Vier Bewohnerinnen und Bewohner der kleinen Insel Pari in Indonesien gewinnen vor dem Zuger Kantonsgericht gegen den grossen Zementkonzern Holcim. Zum ersten Mal überhaupt lässt ein Schweizer Gericht eine Klimaklage gegen einen Konzern zu. Die konkrete Schuld von Holcim ist damit noch nicht bewiesen. Holcim hat bereits angekündigt, Berufung einzulegen. Trotzdem wird das Urteil Folgen haben und weitherum Beachtung finden.
An den Hauptverhandlungen im September versuchten die Verteidiger von Holcim gar nicht erst, die Mitschuld des Konzerns am Klimawandel abzustreiten. Holcim gehört zu den 180 sogenannten Carbon Majors, zu denjenigen Unternehmen also, die rund die Hälfte aller menschengemachten CO₂-Emissionen verantworten. Allein Holcim hat historisch rund doppelt so viel CO₂ ausgestossen wie die ganze Schweiz in der gleichen Zeit.
Gericht weist Argumente von Holcim zurück
Trotzdem verlangten die Anwälte von Holcim, die Klage sei für ungültig zu erklären, weil Gerichte der falsche Ort seien, um den Kampf gegen den Klimawandel voranzutreiben. Die Politik müsse festlegen, wer wie viel CO₂ ausstossen dürfe, ansonsten würde das Prinzip der Gewaltenteilung verletzt. Des Weiteren seien die klagenden Inselbewohnerinnen und -bewohner aus Indonesien Teil einer Kampagne von Nichtregierungsorganisationen.

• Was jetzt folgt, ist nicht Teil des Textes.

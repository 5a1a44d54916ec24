use super::loader::{load_csv, DatasetError};
use super::table::Cell;
use std::fs;
use tempfile::tempdir;

#[test]
fn test_load_csv_roundtrip() {
    let dir = tempdir().unwrap();
    let path = dir.path().join("forms.csv");
    fs::write(
        &path,
        "weekly_study_hours,school_type,dropped_out\n10,public,0\n2.5,,1\n",
    )
    .unwrap();

    let table = load_csv(&path).unwrap();
    assert_eq!(table.n_rows(), 2);
    assert_eq!(table.n_cols(), 3);
    assert_eq!(
        table.column_names(),
        vec!["weekly_study_hours", "school_type", "dropped_out"]
    );

    let hours = table.column("weekly_study_hours").unwrap();
    assert_eq!(hours.values, vec![Cell::Number(10.0), Cell::Number(2.5)]);

    let school = table.column("school_type").unwrap();
    assert_eq!(
        school.values,
        vec![Cell::Text("public".to_string()), Cell::Missing]
    );
}

#[test]
fn test_load_csv_missing_file() {
    let dir = tempdir().unwrap();
    let path = dir.path().join("nope.csv");

    let err = load_csv(&path).unwrap_err();
    match err {
        DatasetError::NotFound(p) => assert_eq!(p, path),
        other => panic!("expected NotFound, got {other}"),
    }
}

#[test]
fn test_load_csv_header_only() {
    let dir = tempdir().unwrap();
    let path = dir.path().join("empty.csv");
    fs::write(&path, "a,b,dropped_out\n").unwrap();

    let table = load_csv(&path).unwrap();
    assert_eq!(table.n_rows(), 0);
    assert_eq!(table.n_cols(), 3);
}
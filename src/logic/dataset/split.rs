//! Seeded stratified train/test split
//!
//! Splits sample indices while preserving the label ratio per class. The
//! core pipeline explains the full dataset; the split exists for offline
//! evaluation runs that attribute the held-out portion only.

use rand::rngs::StdRng;
use rand::seq::SliceRandom;
use rand::SeedableRng;
use std::collections::BTreeMap;

/// Index partition produced by [`stratified_split`]
#[derive(Debug, Clone)]
pub struct SplitIndices {
    pub train: Vec<usize>,
    pub test: Vec<usize>,
}

/// Errors for invalid split requests
#[derive(Debug, Clone)]
pub enum SplitError {
    /// Fraction must lie strictly between 0 and 1
    BadFraction(f64),
    /// Cannot split an empty label vector
    Empty,
}

impl std::fmt::Display for SplitError {
    fn fmt(&self, f: &mut std::fmt::Formatter<'_>) -> std::fmt::Result {
        match self {
            SplitError::BadFraction(v) => {
                write!(f, "test fraction must be in (0, 1), got {}", v)
            }
            SplitError::Empty => write!(f, "cannot split zero samples"),
        }
    }
}

impl std::error::Error for SplitError {}

/// Partition `0..labels.len()` into train/test indices, stratified by label
///
/// Deterministic for a fixed seed. Each class contributes
/// `floor(class_size * test_fraction)` test samples, with at least one test
/// sample per class when the class has two or more members.
pub fn stratified_split(
    labels: &[f64],
    test_fraction: f64,
    seed: u64,
) -> Result<SplitIndices, SplitError> {
    if labels.is_empty() {
        return Err(SplitError::Empty);
    }
    if !(test_fraction > 0.0 && test_fraction < 1.0) {
        return Err(SplitError::BadFraction(test_fraction));
    }

    // BTreeMap keyed on the label bit pattern keeps class iteration
    // deterministic across runs.
    let mut classes: BTreeMap<u64, Vec<usize>> = BTreeMap::new();
    for (idx, &label) in labels.iter().enumerate() {
        classes.entry(label.to_bits()).or_default().push(idx);
    }

    let mut rng = StdRng::seed_from_u64(seed);
    let mut train = Vec::new();
    let mut test = Vec::new();

    for (_, mut members) in classes {
        members.shuffle(&mut rng);
        let mut take = (members.len() as f64 * test_fraction).floor() as usize;
        if take == 0 && members.len() >= 2 {
            take = 1;
        }
        test.extend(members.iter().take(take));
        train.extend(members.iter().skip(take));
    }

    train.sort_unstable();
    test.sort_unstable();

    Ok(SplitIndices { train, test })
}
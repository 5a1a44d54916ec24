//! Legible Names - internal feature ids to display labels
//!
//! Exact-match lookup with identity fallback. No fuzzy matching, no case
//! normalization: an id either has a curated label or is shown as-is.

use serde::{Deserialize, Serialize};
use std::collections::HashMap;

/// Curated labels for the student-dropout catalog.
///
/// The map is deliberately partial: `prior_program_transfer` never reaches a
/// report (it is denylisted at audit time), so it carries no label.
const STUDENT_DROPOUT_LABELS: &[(&str, &str)] = &[
    ("housing_situation", "Housing Situation"),
    ("currently_working", "Currently Working"),
    ("scholarship_support", "Scholarship Support"),
    ("home_city_code", "Home City"),
    ("campus_return_frequency", "Campus Return Frequency"),
    ("local_origin", "Local Origin"),
    ("pending_courses", "Pending Courses"),
    ("current_term", "Current Term"),
    ("school_type", "School Type"),
    ("weekly_study_hours", "Weekly Study Hours"),
    ("left_for_work_opportunity", "Left For Work Opportunity"),
    ("extracurricular_participation", "Extracurricular Activities"),
    ("prior_course_withdrawal", "Prior Course Withdrawal"),
    ("age_bracket", "Age Bracket"),
    ("gender", "Gender"),
];

/// Display-label lookup for internal feature identifiers
#[derive(Debug, Clone, Serialize, Deserialize)]
pub struct LegibilityMap {
    entries: HashMap<String, String>,
}

impl LegibilityMap {
    pub fn new(entries: HashMap<String, String>) -> Self {
        Self { entries }
    }

    /// Labels for the student-dropout catalog
    pub fn student_dropout() -> Self {
        Self {
            entries: STUDENT_DROPOUT_LABELS
                .iter()
                .map(|(k, v)| (k.to_string(), v.to_string()))
                .collect(),
        }
    }

    /// Display label for one identifier, falling back to the identifier
    pub fn legible<'a>(&'a self, feature: &'a str) -> &'a str {
        self.entries.get(feature).map(String::as_str).unwrap_or(feature)
    }

    /// Display labels for an ordered identifier list, order preserved
    pub fn resolve_all(&self, features: &[String]) -> Vec<String> {
        features.iter().map(|f| self.legible(f).to_string()).collect()
    }

    pub fn len(&self) -> usize {
        self.entries.len()
    }

    pub fn is_empty(&self) -> bool {
        self.entries.is_empty()
    }
}

impl Default for LegibilityMap {
    fn default() -> Self {
        Self::student_dropout()
    }
}

#[cfg(test)]
mod tests {
    use super::*;

    #[test]
    fn test_known_label() {
        let names = LegibilityMap::student_dropout();
        assert_eq!(names.legible("weekly_study_hours"), "Weekly Study Hours");
    }

    #[test]
    fn test_identity_fallback() {
        let names = LegibilityMap::student_dropout();
        assert_eq!(names.legible("prior_program_transfer"), "prior_program_transfer");
        assert_eq!(names.legible("totally_unknown"), "totally_unknown");
    }

    #[test]
    fn test_exact_match_only() {
        let names = LegibilityMap::student_dropout();
        // No case normalization
        assert_eq!(names.legible("Weekly_Study_Hours"), "Weekly_Study_Hours");
    }

    #[test]
    fn test_resolve_all_preserves_order() {
        let names = LegibilityMap::student_dropout();
        let ids = vec!["gender".to_string(), "unknown_col".to_string()];
        assert_eq!(
            names.resolve_all(&ids),
            vec!["Gender".to_string(), "unknown_col".to_string()]
        );
    }
}
//! Financial Impact Model
//!
//! Pure functions translating at-risk headcounts into monetary terms for
//! institutional decision-makers. No state, no I/O.

use serde::{Deserialize, Serialize};

/// Annual revenue at stake for a group of at-risk students
pub fn exposure(at_risk_count: u64, revenue_per_student: f64) -> f64 {
    at_risk_count as f64 * revenue_per_student
}

/// One retention scenario's outcome
#[derive(Debug, Clone, Serialize, Deserialize)]
pub struct RetentionScenario {
    /// Retention success rate, percent
    pub success_rate_pct: f64,
    /// Students retained at that rate, truncated to whole students
    pub students_retained: u64,
    pub preserved_revenue: f64,
}

/// Preserved revenue across a sweep of retention success rates
pub fn retention_scenarios(
    at_risk_count: u64,
    revenue_per_student: f64,
    success_rates_pct: &[f64],
) -> Vec<RetentionScenario> {
    success_rates_pct
        .iter()
        .map(|&rate| {
            let students_retained = (at_risk_count as f64 * rate / 100.0).floor() as u64;
            RetentionScenario {
                success_rate_pct: rate,
                students_retained,
                preserved_revenue: exposure(students_retained, revenue_per_student),
            }
        })
        .collect()
}

/// Return on a retention investment, percent
///
/// Zero investment yields zero, never a division error.
pub fn roi_pct(preserved_revenue: f64, investment: f64) -> f64 {
    if investment == 0.0 {
        return 0.0;
    }
    (preserved_revenue - investment) / investment * 100.0
}

#[cfg(test)]
mod tests {
    use super::*;

    #[test]
    fn test_exposure() {
        assert_eq!(exposure(100, 50_000.0), 5_000_000.0);
        assert_eq!(exposure(0, 50_000.0), 0.0);
    }

    #[test]
    fn test_scenarios_truncate_retained_count() {
        let scenarios = retention_scenarios(7, 1_000.0, &[50.0]);
        assert_eq!(scenarios[0].students_retained, 3); // floor(3.5)
        assert_eq!(scenarios[0].preserved_revenue, 3_000.0);
    }

    #[test]
    fn test_scenarios_monotonic_in_rate() {
        let rates: Vec<f64> = (0..=20).map(|i| i as f64 * 5.0).collect();
        let scenarios = retention_scenarios(137, 50_000.0, &rates);
        for pair in scenarios.windows(2) {
            assert!(pair[1].preserved_revenue >= pair[0].preserved_revenue);
        }
        assert_eq!(scenarios.last().unwrap().students_retained, 137);
    }

    #[test]
    fn test_roi() {
        assert_eq!(roi_pct(150_000.0, 100_000.0), 50.0);
        assert_eq!(roi_pct(50_000.0, 100_000.0), -50.0);
    }

    #[test]
    fn test_roi_zero_investment_guard() {
        let roi = roi_pct(1_000_000.0, 0.0);
        assert_eq!(roi, 0.0);
        assert!(roi.is_finite());
    }
}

Sowohl die Klägerschaft als auch das beklagte Unternehmen seien willkürlich ausgewählt worden. Das Gericht dürfe diesem Aktivismus nicht stattgeben, betonte die Verteidigung wortreich, sonst könnte bald jeder gegen jeden klagen, da wir alle Klimaschäden verursachten.
Das Gericht geht auf diese Argumente explizit ein und weist sie zurück. Es handle sich hier sehr wohl um einen zivilrechtlichen Fall, da die Inselbewohnerinnen und -bewohner von den Emissionen von Holcim in ihren Persönlichkeitsrechten beeinträchtigt werden könnten. Gerichtsentscheide würden im übrigen politische Entscheide nicht ersetzen, sondern sie ergänzen. Entsprechend werde das Prinzip der Gewaltenteilung auch nicht unterwandert. Das Gericht weist also den impliziten Vorwurf des Klima-Aktivismus entschieden zurück, was umso überzeugender wirkt, da sich das dreiköpfige Gremium aus zwei Vertreterinnen der SVP und einem der FDP zusammensetzt.
Noch ist das Urteil nicht rechtskräftig, die Klage gegen Holcim nicht zugelassen. Es ist davon auszugehen, dass Holcim alle Möglichkeiten ausschöpft, um die Zulassung der Klage zu verhindern. Zu viel steht auf dem Spiel: Der Konzern würde womöglich mit unzähligen weiteren Klagen konfrontiert, sein Geschäft verteuert.
Klimawandel wird zur Sache der Gerichte
Von alledem hat sich das Zuger Kantonsgericht nicht beeinflussen lassen und ein Urteil verfasst, das über die Landesgrenzen hinaus Beachtung finden wird. Das Gericht bezieht sich ausführlich auf unterschiedliche Fälle in anderen Ländern und verweist auf Erkenntnisse des Weltklimarats. Entsprechend werden die Auslegungen dieses Gerichts wohl auch anderen für ihre Beweisführung dienen.
Abzuwarten bleibt, wie Politik und Wirtschaft auf das Urteil reagieren. Während die Klägerinnen und Kläger jubeln, haben grosse CO₂-Emittenten wie Holcim zwei Möglichkeiten, um künftige Klimaklagen zu verhindern: Entweder sie reduzieren ihre CO₂-Emissionen deutlich stärker als bisher, oder sie versuchen Druck zu machen auf die Regierungen, die Parlamente und in vielen Ländern möglicherweise auch auf die Gerichte direkt. Klar ist: Der Klimawandel ist definitiv zur Sache der Gerichte geworden – auch in der Schweiz.